╭─ Extracted information

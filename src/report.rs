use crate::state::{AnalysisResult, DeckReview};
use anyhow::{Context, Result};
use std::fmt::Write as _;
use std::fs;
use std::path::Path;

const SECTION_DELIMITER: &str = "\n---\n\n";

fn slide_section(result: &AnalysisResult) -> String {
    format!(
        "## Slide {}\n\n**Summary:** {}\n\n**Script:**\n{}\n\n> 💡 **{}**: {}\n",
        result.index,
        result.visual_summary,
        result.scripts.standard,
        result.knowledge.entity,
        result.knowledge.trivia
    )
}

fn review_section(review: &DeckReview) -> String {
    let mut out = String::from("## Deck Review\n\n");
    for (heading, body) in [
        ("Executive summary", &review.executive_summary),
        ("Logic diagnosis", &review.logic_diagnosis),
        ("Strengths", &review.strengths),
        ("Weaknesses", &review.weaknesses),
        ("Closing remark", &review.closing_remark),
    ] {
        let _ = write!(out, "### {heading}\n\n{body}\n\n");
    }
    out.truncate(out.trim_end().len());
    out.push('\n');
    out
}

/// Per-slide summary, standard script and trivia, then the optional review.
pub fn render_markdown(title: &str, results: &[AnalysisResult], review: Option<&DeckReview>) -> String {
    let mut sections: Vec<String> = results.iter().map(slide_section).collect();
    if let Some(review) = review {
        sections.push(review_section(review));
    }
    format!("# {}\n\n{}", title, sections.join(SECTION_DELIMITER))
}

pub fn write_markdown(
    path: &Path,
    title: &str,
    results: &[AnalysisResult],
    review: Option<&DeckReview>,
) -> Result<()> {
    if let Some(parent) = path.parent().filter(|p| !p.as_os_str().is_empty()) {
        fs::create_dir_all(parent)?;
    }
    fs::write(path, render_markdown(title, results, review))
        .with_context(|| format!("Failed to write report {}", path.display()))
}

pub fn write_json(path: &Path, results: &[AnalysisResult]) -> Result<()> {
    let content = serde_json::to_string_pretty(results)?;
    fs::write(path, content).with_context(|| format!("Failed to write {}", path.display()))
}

╰─
╭─ Extracted information

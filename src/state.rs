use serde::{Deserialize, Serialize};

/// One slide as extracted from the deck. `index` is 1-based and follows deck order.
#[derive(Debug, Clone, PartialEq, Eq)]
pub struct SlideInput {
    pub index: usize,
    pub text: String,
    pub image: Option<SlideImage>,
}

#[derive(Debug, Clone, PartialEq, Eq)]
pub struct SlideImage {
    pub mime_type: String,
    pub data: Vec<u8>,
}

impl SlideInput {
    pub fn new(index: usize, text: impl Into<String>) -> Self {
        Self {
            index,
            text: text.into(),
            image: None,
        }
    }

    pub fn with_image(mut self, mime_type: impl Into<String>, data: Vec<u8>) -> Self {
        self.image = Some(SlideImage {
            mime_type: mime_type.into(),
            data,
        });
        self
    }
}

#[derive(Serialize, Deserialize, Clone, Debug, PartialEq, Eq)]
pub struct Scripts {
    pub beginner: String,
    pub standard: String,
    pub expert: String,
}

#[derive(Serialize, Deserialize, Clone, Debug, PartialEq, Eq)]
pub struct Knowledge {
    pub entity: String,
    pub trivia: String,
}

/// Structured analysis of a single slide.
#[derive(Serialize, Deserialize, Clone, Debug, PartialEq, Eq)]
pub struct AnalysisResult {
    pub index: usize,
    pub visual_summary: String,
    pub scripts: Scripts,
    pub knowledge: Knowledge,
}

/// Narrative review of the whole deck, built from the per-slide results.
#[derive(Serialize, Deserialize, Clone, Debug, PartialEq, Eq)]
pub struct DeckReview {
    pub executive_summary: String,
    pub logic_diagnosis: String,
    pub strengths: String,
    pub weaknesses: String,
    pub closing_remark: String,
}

╰─

- [What the exercise asks]:
Using the material, count the lines where the word "report" appears. Give the number by itself.

- [Output of the exercise]:
2